Authors: James McBride
ISBN-13: 9781594481925, ISBN-10: 159448192X
Format: Paperback
Publisher: Penguin Group (USA)
Date Published: February 2006
Edition: 10th Anniversary Edition
James McBride burst onto the scene with The Color of Water, a memoir exploring the author's struggle to understand his biracial identity. A bit of a Renaissance man -- he's a skilled musician who has written for the likes of soul diva Anita Baker -- McBride crossed over into the fiction camp with the war novel Miracle at St. Anna.
This national bestseller tells the story of James McBride and his mothera rabbi's daughter, born in Poland and raised in the South, who fled to Harlem, married a black man, founded a church, and put 12 children through college. Unabridged. 6 CDs.
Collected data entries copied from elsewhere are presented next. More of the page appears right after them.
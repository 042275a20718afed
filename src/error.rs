//! Error types for pipeforge operations.
//!
//! Defines one error enum per subsystem:
//! - Source inspection
//! - LLM API interactions and pipeline synthesis
//! - Pipeline storage
//! - Pipeline execution and the pluggable transformation step
//! - Schedule artifact rendering
//! - Construction-time configuration

use thiserror::Error;

/// Errors that can occur while inspecting a data source.
#[derive(Debug, Error)]
pub enum InspectError {
    #[error("inspect: unsupported source kind '{0}' (expected tabular-delimited, tabular-spreadsheet or structured-records)")]
    UnsupportedSourceKind(String),

    #[error("inspect: source '{location}' is unreadable: {reason}")]
    SourceUnreadable { location: String, reason: String },
}

impl InspectError {
    pub(crate) fn unreadable(location: impl Into<String>, reason: impl ToString) -> Self {
        Self::SourceUnreadable {
            location: location.into(),
            reason: reason.to_string(),
        }
    }
}

/// Errors that can occur during LLM operations.
#[derive(Debug, Error)]
pub enum LlmError {
    #[error("Missing API key: a credential for the generative service is required")]
    MissingApiKey,

    #[error("HTTP request failed: {0}")]
    RequestFailed(String),

    #[error("Failed to parse LLM response: {0}")]
    ParseError(String),

    #[error("Rate limited: {0}")]
    RateLimited(String),

    #[error("API error ({code}): {message}")]
    ApiError { code: u16, message: String },
}

/// Errors that can occur while synthesizing a pipeline configuration.
#[derive(Debug, Error)]
pub enum SynthesisError {
    /// The generative service call itself failed (network, auth, quota).
    #[error("synthesize: generative service call failed: {0}")]
    Service(#[from] LlmError),

    /// The response was not a parsable structured document.
    #[error("synthesize: response is not a parsable document: {0}")]
    Parse(String),

    /// The response parsed but does not satisfy the pipeline config schema.
    #[error("synthesize: response is not a valid pipeline config: {0}")]
    InvalidConfig(#[from] ConfigValidationError),

    /// The request payload could not be serialized.
    #[error("synthesize: failed to build request: {0}")]
    Request(#[from] serde_json::Error),
}

/// Schema violations found when validating a pipeline config document.
#[derive(Debug, Clone, Error, PartialEq, Eq)]
pub enum ConfigValidationError {
    #[error("expected a JSON object at the top level, found {0}")]
    NotAnObject(&'static str),

    #[error("field '{field}' must be {expected}")]
    WrongType {
        field: String,
        expected: &'static str,
    },

    #[error("step {index} is missing a non-empty string 'type'")]
    MissingStepType { index: usize },

    #[error("document is not valid JSON: {0}")]
    InvalidJson(String),
}

/// Errors that can occur during pipeline store operations.
#[derive(Debug, Error)]
pub enum StoreError {
    #[error("store: pipeline '{0}' not found")]
    PipelineNotFound(String),

    #[error("store: run '{0}' not found")]
    RunNotFound(String),

    #[error("store: run '{0}' is already finalized")]
    RunAlreadyFinalized(String),

    #[error("store: records_processed {0} exceeds the storable range")]
    CountOutOfRange(u64),

    #[error("store: failed to open database '{path}': {reason}")]
    Open { path: String, reason: String },

    #[error("store: query failed: {0}")]
    Database(#[from] sqlx::Error),

    #[error("store: serialization error: {0}")]
    Serialization(#[from] serde_json::Error),

    #[error("store: corrupt row: {0}")]
    Corrupt(String),
}

/// Error raised by a pluggable transformation step.
///
/// Wraps whatever the transformation engine reports; the executor records its
/// message on the failed run instead of propagating it.
#[derive(Debug, Error)]
#[error("{message}")]
pub struct TransformationError {
    message: String,
}

impl TransformationError {
    /// Creates a transformation error from any displayable cause.
    pub fn new(message: impl Into<String>) -> Self {
        Self {
            message: message.into(),
        }
    }

    /// Returns the error message.
    pub fn message(&self) -> &str {
        &self.message
    }
}

impl From<anyhow::Error> for TransformationError {
    fn from(err: anyhow::Error) -> Self {
        Self::new(format!("{:#}", err))
    }
}

impl From<std::io::Error> for TransformationError {
    fn from(err: std::io::Error) -> Self {
        Self::new(err.to_string())
    }
}

/// Fatal errors that abort a pipeline execution.
#[derive(Debug, Error)]
pub enum ExecutionError {
    #[error("execute: pipeline store unavailable: {0}")]
    Store(#[from] StoreError),

    #[error("execute: invalid state transition from '{from}' to '{to}'")]
    InvalidTransition { from: String, to: String },
}

/// Errors that can occur while rendering or writing a schedule artifact.
#[derive(Debug, Error)]
pub enum ScheduleError {
    #[error("schedule: template rendering failed: {0}")]
    Render(#[from] tera::Error),

    #[error("schedule: IO error: {0}")]
    Io(#[from] std::io::Error),
}

/// Errors that can occur while validating configuration.
#[derive(Debug, Error)]
pub enum ConfigError {
    #[error("Configuration validation failed: {0}")]
    ValidationFailed(String),
}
At a time when the relationship between African-Americans and Jews is deeply fissured, The Color of Water reminds us that the two groups have a long history of coexistence -- sometimes within a single person. The author's mother, Ruth Shilsky, was born in Poland in 1920, the daughter of an Orthodox Jewish rabbi. She grew up in rural Virginia, hemmed in by anti-Semitism and small-town claustrophobia, and at the age of 18 she fled to the cultural antipodes of Harlem. There, four years later, she married a black man named Dennis McBride, and since her family promptly disowned her, she launched a second existence as (to quote her son) "a flying compilation of competing interests and conflicts, a black woman in white skin." The lone Caucasian in her Brooklyn housing project, she somehow raised 12 children without ever quite admitting she was white. In retrospect, of course, her son is able to recognize that his parents "brought a curious blend of Jewish-European and African-American distrust and paranoia into our house." However, as children, James McBride and his 11 siblings didn't dwell on questions of their mother's color. Only later, after he became a professional journalist, did McBride feel compelled to tackle the riddle of his heritage. Bit by bit, he coaxed out his mother's story, and her voice -- stoic, funny, and with a matter-of-fact flintiness -- alternates perfectly with his own tale of biracial confusion and self-discovery.